Es importante almacenar información como tipo de contrato, partes implicadas, departamento responsable, fecha de inicio, fecha de vencimiento, condiciones de renovación, importe, estado, responsable interno y nivel de confidencialidad. Estos metadatos facilitan búsquedas, alertas y auditorías.
¿Qué ocurre con un contrato después de firmarlo?
La firma no supone el final de la gestión contractual. Tras la formalización del acuerdo el contrato debe archivarse de forma segura, clasificarse, protegerse con permisos adecuados y vincularse a sus documentos relacionados. Después comienza la fase de seguimiento, en la que es necesario controlar obligaciones, renovaciones, modificaciones, vencimientos, anexos y cualquier otra actuación relacionada con el contrato hasta su archivo definitivo.
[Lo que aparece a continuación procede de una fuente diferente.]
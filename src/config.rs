//! Client configuration loaded from environment variables.
//!
//! # Environment Variables
//!
//! ## Required
//! - `SYLIUS_STORE_DOMAIN` - Store base URL including scheme
//!   (e.g., `https://store.example.com`)
//!
//! ## Optional
//! - `SYLIUS_API_PATH` - Shop API path prefix (default: `/shop-api`)

use thiserror::Error;

const DEFAULT_API_PATH: &str = "/shop-api";

/// Configuration errors that can occur during loading.
#[derive(Debug, Error)]
pub enum ConfigError {
    #[error("Missing environment variable: {0}")]
    MissingEnvVar(String),
}

/// Sylius shop API configuration.
///
/// Constructed explicitly and handed to [`crate::sylius::SyliusClient::new`];
/// nothing in this crate reads the environment after construction.
#[derive(Debug, Clone)]
pub struct SyliusConfig {
    /// Store domain including scheme, without a trailing slash
    pub store_domain: String,
    /// API path prefix appended to the domain (e.g., `/shop-api`)
    pub api_path: String,
}

impl SyliusConfig {
    /// Load configuration from environment variables.
    ///
    /// Calls `dotenvy::dotenv()` to load from `.env` file if present.
    ///
    /// # Errors
    ///
    /// Returns `ConfigError` if `SYLIUS_STORE_DOMAIN` is not set.
    pub fn from_env() -> Result<Self, ConfigError> {
        // Load .env file if present (ignore errors if not found)
        let _ = dotenvy::dotenv();

        Ok(Self {
            store_domain: get_required_env("SYLIUS_STORE_DOMAIN")?,
            api_path: get_env_or_default("SYLIUS_API_PATH", DEFAULT_API_PATH),
        })
    }

    /// Base URL every request path is appended to.
    #[must_use]
    pub fn endpoint(&self) -> String {
        format!("{}{}", self.store_domain, self.api_path)
    }
}

/// Get a required environment variable.
fn get_required_env(key: &str) -> Result<String, ConfigError> {
    std::env::var(key).map_err(|_| ConfigError::MissingEnvVar(key.to_string()))
}

/// Get an environment variable with a default value.
fn get_env_or_default(key: &str, default: &str) -> String {
    std::env::var(key).unwrap_or_else(|_| default.to_string())
}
¿Cuándo deja de ser suficiente una hoja de cálculo para gestionar contratos?
Las hojas de cálculo pueden resultar útiles cuando el volumen de contratos es muy reducido. Sin embargo, cuando intervienen varios departamentos, aumentan las revisiones, aparecen distintos tipos de contratos o resulta necesario controlar plazos y aprobaciones, un software de gestión de contratos ofrece mucha mayor seguridad, automatización y capacidad de seguimiento.
¿Qué contratos conviene digitalizar primero?
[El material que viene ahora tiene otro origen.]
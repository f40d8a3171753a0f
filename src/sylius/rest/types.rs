//! Raw DTOs for the Sylius shop API.
//!
//! Deserialization is tolerant: fields the upstream omits come through as
//! `None`/empty rather than failing the call, matching the trust-the-upstream
//! contract of this adapter.

use serde::Deserialize;

/// A product as served by `/products` and `/products-by-slug/{slug}`.
#[derive(Debug, Clone, Default, Deserialize)]
#[serde(default, rename_all = "camelCase")]
pub struct SyliusProduct {
    pub id: Option<i64>,
    pub code: Option<String>,
    pub name: Option<String>,
    pub slug: Option<String>,
    pub description: Option<String>,
    pub images: Vec<SyliusImage>,
    pub variants: Vec<SyliusVariant>,
    pub updated_at: Option<String>,
}

/// A product variant embedded in a product payload.
#[derive(Debug, Clone, Default, Deserialize)]
#[serde(default, rename_all = "camelCase")]
pub struct SyliusVariant {
    pub code: Option<String>,
    pub name: Option<String>,
    pub price: Option<SyliusPrice>,
}

/// A price in minor units (cents).
#[derive(Debug, Clone, Default, Deserialize)]
#[serde(default, rename_all = "camelCase")]
pub struct SyliusPrice {
    pub current: i64,
    pub currency: Option<String>,
}

/// A product image reference.
#[derive(Debug, Clone, Default, Deserialize)]
#[serde(default, rename_all = "camelCase")]
pub struct SyliusImage {
    pub code: Option<String>,
    pub path: String,
}

/// A taxon as served by `/taxons` and `/taxons/{code}`.
#[derive(Debug, Clone, Default, Deserialize)]
#[serde(default, rename_all = "camelCase")]
pub struct SyliusTaxon {
    pub code: Option<String>,
    pub name: Option<String>,
    pub slug: Option<String>,
    pub description: Option<String>,
}

/// An order (cart) as served by `/orders` and `/orders/{cartId}`.
#[derive(Debug, Clone, Default, Deserialize)]
#[serde(default, rename_all = "camelCase")]
pub struct SyliusOrder {
    pub id: Option<i64>,
    pub token_value: Option<String>,
    pub checkout_state: Option<String>,
    pub currency_code: Option<String>,
    pub items: Vec<SyliusOrderItem>,
    pub totals: Option<SyliusOrderTotals>,
}

/// One line of an order.
#[derive(Debug, Clone, Default, Deserialize)]
#[serde(default, rename_all = "camelCase")]
pub struct SyliusOrderItem {
    pub id: Option<i64>,
    pub quantity: i64,
    pub total: i64,
    pub product: Option<SyliusProduct>,
}

/// Order cost breakdown, all amounts in minor units.
#[derive(Debug, Clone, Default, Deserialize)]
#[serde(default, rename_all = "camelCase")]
pub struct SyliusOrderTotals {
    pub total: i64,
    pub items: i64,
    pub taxes: i64,
}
Lo habitual es comenzar por aquellos que tienen un mayor impacto para la organización, como proveedores estratégicos, clientes clave, contratos laborales, acuerdos con renovación automática, contratos de alto importe y documentos necesarios para auditorías o cumplimiento normativo.
Conclusión. Gestionar mejor los contratos es gestionar mejor el negocio
Todos tenemos claro el valor e importancia de un contrato, y la gestión de contratos es también un proceso clave para la eficiencia, la seguridad y el control de cualquier empresa. Centralizar la documentación, automatizar tareas, controlar plazos y disponer de información siempre actualizada permite reducir riesgos, mejorar la colaboración entre departamentos y tomar decisiones con mayor rapidez y confianza.
Cuando además esta gestión se apoya en una plataforma capaz de automatizar procesos, integrar la firma electrónica, controlar permisos, mantener la trazabilidad de cada documento y conectar la información contractual con el resto de los procesos de negocio, el valor que aporta a la organización se multiplica. El software de gestión de contratos de DocuWare ayuda a transformar la gestión contractual en un proceso mucho más ágil, seguro y eficiente.